Yep, I always say men are 20% real and 80% figments of our imaginations. Before we know them well and sometimes even after we know them well we imbue them with all these qualities that they really don’t possess. When I find myself doing that I nip it in the bud because I’m aware of what I’m doing. I’m sure men also do this.
Yep this just happened to me. Fantastic first date and goodnight kiss, invitation for golf a couple days later then 👻. One great date and ghosted. Rejection is gods protection.
It’s very frustrating lol. But such is dating in 2021. It’s all a learning experience . And as a man, it’s makes me know more what I want and be able to walk away from the games .
@@SusanWinter thanks Susan, you just build a thick skin and follow your instincts . But watching your videos and hearing that pretty much everyone else goes through the same games helps a bit . You’re great at what you do honestly . 🙂
My reason for not textning first is fear of being rejected, wanting the guy to text first, seeming needy and lack of my own self confidence. But lately I’ve been doing it if I’m interested and just thinking if not them, someone else or just gym motivation. 🤷🏼♀️
Sometimes we also have great dates but the person is not someone we can see ourselves with. Unfortunately most people don’t have the balls to be direct and just say it
From my perspective the reason that I would stop texting someone would be that I wasn’t physically attracted to them enough or otherwise see any prospect of a long term relationship developing between us. I know myself and have had enough experience of relationships to be able to make this decision after two or three dates. If you know this it’s far better to make this decision early rather than string people along and waste time. I wouldn’t ghost necessarily, but I wouldn’t initiate any texting or set up another date; from this I would hope that it would just fizzle out and that they eventually would get the hint. If they flat out asked me I would tell them diplomatically and politely that I’m sorry but I don’t want to develop things any further between us.

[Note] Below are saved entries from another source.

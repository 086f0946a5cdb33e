// 1. Tables
pub use crate::panel::table::PanelTable;
pub use crate::table::{TimeTable, index::IndexKind, polars_ext::DataFrameExt};

// 2. Calendar
pub use crate::time::{
    bounds::Bounds, granularity::Granularity, offset::CalendarOffset, zone::Zone,
};

// 3. Series & Aggregations
pub use crate::agg::{
    AggValue, Aggregation, Bucket,
    builtins::{average_per_day, count, max, mean, min, percentile, ratio, sum},
};
pub use crate::series::{AnnotationStyle, LineStyle, SeriesSpec, SeriesStyle};

// 4. Panels & Charts
pub use crate::chart::{Chart, ChartBuilder, ChartConfig, auto::layout};
pub use crate::format::NumberFormat;
pub use crate::panel::Panel;
pub use crate::reshape::split_month_by_day;

// 5. Errors
pub use crate::error::{
    AggregationError, ConfigError, DataError, PanelwiseError, PanelwiseResult,
};
//! Reshaping helpers for preparing raw tables.

use chrono::{Duration, NaiveDateTime};
use polars::{
    frame::DataFrame,
    prelude::{Float64Chunked, IdxCa, IdxSize, IntoSeries, NewChunkedArray, PlSmallStr},
};

use crate::{
    error::{DataError, PanelwiseResult},
    table::{
        index::IndexKind,
        polars_ext::{DataFrameExt, polars_err},
    },
    time::{granularity::Granularity, offset::CalendarOffset},
};

/// Spreads monthly totals evenly over the days of each month.
///
/// Every row is repeated once per day from its `month_column` timestamp up to the same time one
/// month later. The repeated rows get a `day_column` with the day's timestamp (same dtype as the
/// month column) and `value_column` divided by the number of days in that calendar month. The
/// month column is dropped; every other column is repeated unchanged.
///
/// # Errors
/// * [`DataError::ColumnNotFound`] if either input column is missing.
/// * [`crate::error::ConfigError::InvalidIndex`] if the month column is not a date or datetime.
/// * [`crate::error::AggregationError::NonNumericColumn`] if the value column is not numeric.
pub fn split_month_by_day(
    df: &DataFrame,
    value_column: &str,
    month_column: &str,
    day_column: &str,
) -> PanelwiseResult<DataFrame> {
    let month = df
        .column(month_column)
        .map_err(|_| DataError::ColumnNotFound(month_column.to_string()))?;
    let kind = IndexKind::from_dtype(month_column, month.dtype())?;
    let months = kind.decode(month)?;
    let values = df.f64_values(value_column)?;

    let mut rows: Vec<IdxSize> = Vec::new();
    let mut days: Vec<NaiveDateTime> = Vec::new();
    let mut split: Vec<Option<f64>> = Vec::new();

    for (row, (start, value)) in months.into_iter().zip(values).enumerate() {
        let end = CalendarOffset::months(1).add_to(start)?;
        let days_in_month = days_in_month(start)?;

        let mut day = start;
        while day < end {
            rows.push(row as IdxSize);
            days.push(day);
            split.push(value.map(|v| v / days_in_month as f64));
            day += Duration::days(1);
        }
    }

    let mut out = df
        .drop(month_column)
        .map_err(|e| polars_err("Dropping month column", e))?
        .take(&IdxCa::from_vec(PlSmallStr::EMPTY, rows))
        .map_err(|e| polars_err("Repeating rows per day", e))?;

    out.with_column(kind.encode(day_column.into(), &days)?)
        .map_err(|e| polars_err("Adding day column", e))?;
    let split = split
        .into_iter()
        .collect::<Float64Chunked>()
        .with_name(value_column.into());
    out.with_column(split.into_series())
        .map_err(|e| polars_err("Replacing value column", e))?;

    Ok(out)
}

fn days_in_month(ts: NaiveDateTime) -> PanelwiseResult<i64> {
    let first = Granularity::Monthly.clamp(ts);
    let next = CalendarOffset::months(1).add_to(first)?;
    Ok((next - first).num_days())
}

#[cfg(test)]
mod tests {
    use super::*;
    use chrono::NaiveDate;
    use polars::prelude::{DataType, df};

    fn date(year: i32, month: u32, day: u32) -> NaiveDate {
        NaiveDate::from_ymd_opt(year, month, day).unwrap()
    }

    #[test]
    fn spreads_each_month_over_its_days() {
        let df = df![
            "month" => &[date(2024, 2, 1), date(2023, 4, 1)],
            "cost" => &[Some(290.0), None],
            "team" => &["core", "web"],
        ]
        .unwrap();

        let out = split_month_by_day(&df, "cost", "month", "day").unwrap();

        // 29 days in February 2024, 30 in April 2023.
        assert_eq!(out.height(), 59);
        assert_eq!(out.get_column_names_str(), vec!["cost", "team", "day"]);
        assert_eq!(out.column("day").unwrap().dtype(), &DataType::Date);

        let cost = out.f64_values("cost").unwrap();
        assert!(cost[..29].iter().all(|v| *v == Some(10.0)));
        assert!(cost[29..].iter().all(Option::is_none));

        let days = IndexKind::Date.decode(out.column("day").unwrap()).unwrap();
        assert_eq!(days[0].date(), date(2024, 2, 1));
        assert_eq!(days[28].date(), date(2024, 2, 29));
        assert_eq!(days[29].date(), date(2023, 4, 1));
    }

    #[test]
    fn missing_columns_are_reported() {
        let df = df![
            "month" => &[date(2024, 2, 1)],
            "cost" => &[1.0],
        ]
        .unwrap();

        assert!(split_month_by_day(&df, "cost", "nope", "day").unwrap_err().is_data());
        assert!(split_month_by_day(&df, "nope", "month", "day").unwrap_err().is_data());
    }
}
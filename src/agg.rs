//! Per-bucket aggregation functions.
//!
//! An [`Aggregation`] is a named closure that turns the rows of one bucket into a single value.
//! Built-in constructors live in [`builtins`]; callers can wrap any reduction with
//! [`Aggregation::new`] or [`Aggregation::reduce`].

pub mod builtins;

use std::{fmt, sync::Arc};

use chrono::NaiveDateTime;
use polars::{frame::DataFrame, prelude::PlSmallStr};

use crate::{
    error::{AggregationError, PanelwiseResult},
    table::polars_ext::DataFrameExt,
};

/// Result of aggregating one bucket.
#[derive(Debug, Clone, PartialEq)]
pub enum AggValue {
    Scalar(Option<f64>),
    /// One value per column. Only rows of exactly one value can become a series point.
    Row(Vec<Option<f64>>),
}

impl AggValue {
    pub fn missing() -> Self {
        Self::Scalar(None)
    }

    /// Collapses the result to the single value plotted for the bucket.
    ///
    /// NaN is reported as missing.
    ///
    /// # Errors
    /// [`AggregationError::UnsupportedShape`] if a row result does not hold exactly one value.
    pub fn into_scalar(self, aggregation: &str, label: &str) -> PanelwiseResult<Option<f64>> {
        let value = match self {
            Self::Scalar(value) => value,
            Self::Row(values) => match values.as_slice() {
                [single] => *single,
                _ => {
                    return Err(AggregationError::UnsupportedShape {
                        aggregation: aggregation.to_string(),
                        label: label.to_string(),
                        width: values.len(),
                    }
                    .into());
                }
            },
        };
        Ok(value.filter(|v| !v.is_nan()))
    }
}

impl From<f64> for AggValue {
    fn from(value: f64) -> Self {
        Self::Scalar(Some(value))
    }
}

impl From<Option<f64>> for AggValue {
    fn from(value: Option<f64>) -> Self {
        Self::Scalar(value)
    }
}

type AggFn = dyn Fn(&Bucket<'_>) -> PanelwiseResult<AggValue> + Send + Sync;

/// A named, shareable aggregation function.
///
/// Cloning is cheap; the closure is reference counted so panels can be evaluated on several
/// threads at once.
#[derive(Clone)]
pub struct Aggregation {
    name: String,
    func: Arc<AggFn>,
}

impl Aggregation {
    pub fn new<F>(name: impl Into<String>, func: F) -> Self
    where
        F: Fn(&Bucket<'_>) -> PanelwiseResult<AggValue> + Send + Sync + 'static,
    {
        Self {
            name: name.into(),
            func: Arc::new(func),
        }
    }

    /// Lifts a reduction over plain values into an aggregation.
    ///
    /// The reduction runs once per series column on that column's observed values; a column
    /// without observations yields a missing value. A single-column series produces a scalar,
    /// anything wider produces a row.
    pub fn reduce<F>(name: impl Into<String>, reduction: F) -> Self
    where
        F: Fn(&[f64]) -> Option<f64> + Send + Sync + 'static,
    {
        Self::new(name, move |bucket| {
            let values = bucket
                .columns()
                .iter()
                .map(|column| -> PanelwiseResult<Option<f64>> {
                    let observed = bucket.values(column)?.into_iter().flatten().collect::<Vec<_>>();
                    Ok((!observed.is_empty())
                        .then(|| reduction(&observed))
                        .flatten())
                })
                .collect::<PanelwiseResult<Vec<_>>>()?;

            Ok(match values.as_slice() {
                [single] => AggValue::Scalar(*single),
                _ => AggValue::Row(values),
            })
        })
    }

    pub fn name(&self) -> &str {
        &self.name
    }

    pub fn apply(&self, bucket: &Bucket<'_>) -> PanelwiseResult<AggValue> {
        (self.func)(bucket)
    }
}

impl fmt::Debug for Aggregation {
    fn fmt(&self, f: &mut fmt::Formatter<'_>) -> fmt::Result {
        f.debug_struct("Aggregation")
            .field("name", &self.name)
            .finish_non_exhaustive()
    }
}

/// Rows of one series that fall into the same bucket.
pub struct Bucket<'a> {
    start: NaiveDateTime,
    frame: DataFrame,
    timestamps: Vec<NaiveDateTime>,
    columns: &'a [PlSmallStr],
}

impl<'a> Bucket<'a> {
    pub(crate) fn new(
        start: NaiveDateTime,
        frame: DataFrame,
        timestamps: Vec<NaiveDateTime>,
        columns: &'a [PlSmallStr],
    ) -> Self {
        Self {
            start,
            frame,
            timestamps,
            columns,
        }
    }

    /// Bucket start, i.e. the clamped timestamp shared by all rows.
    pub fn start(&self) -> NaiveDateTime {
        self.start
    }

    /// The bucket's rows: the (shifted) index column followed by the series columns.
    pub fn df(&self) -> &DataFrame {
        &self.frame
    }

    /// Wall-clock timestamps of the rows, after any offset was applied.
    pub fn timestamps(&self) -> &[NaiveDateTime] {
        &self.timestamps
    }

    pub fn columns(&self) -> &[PlSmallStr] {
        self.columns
    }

    pub fn len(&self) -> usize {
        self.timestamps.len()
    }

    pub fn is_empty(&self) -> bool {
        self.timestamps.is_empty()
    }

    /// Values of a series column as `f64`; nulls and NaNs are `None`.
    ///
    /// # Errors
    /// * [`AggregationError::MissingColumn`] if `column` is not one of the series' columns.
    /// * [`AggregationError::NonNumericColumn`] if the column is not numeric.
    pub fn values(&self, column: &str) -> PanelwiseResult<Vec<Option<f64>>> {
        if !self.columns.iter().any(|c| c.as_str() == column) {
            return Err(AggregationError::MissingColumn(column.to_string()).into());
        }
        self.frame.f64_values(column)
    }

    /// Observed values of `column` paired with their timestamps.
    pub fn observed(&self, column: &str) -> PanelwiseResult<Vec<(NaiveDateTime, f64)>> {
        Ok(self
            .timestamps
            .iter()
            .zip(self.values(column)?)
            .filter_map(|(ts, v)| v.map(|v| (*ts, v)))
            .collect())
    }
}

I think these types of questions deal with one party’s hopefulness that the other party’s charm and ability to engage with someone during conversation also implies chemistry and interest.
Wow I just have a similar situation. I when to few dates with this girl I like and sudantly she started to act flaky. We were supposed to have a date last weekend and she reports it to today because she was "sick". Yet, still didn't have any news from her but this talks to me so well! Thank you Susan!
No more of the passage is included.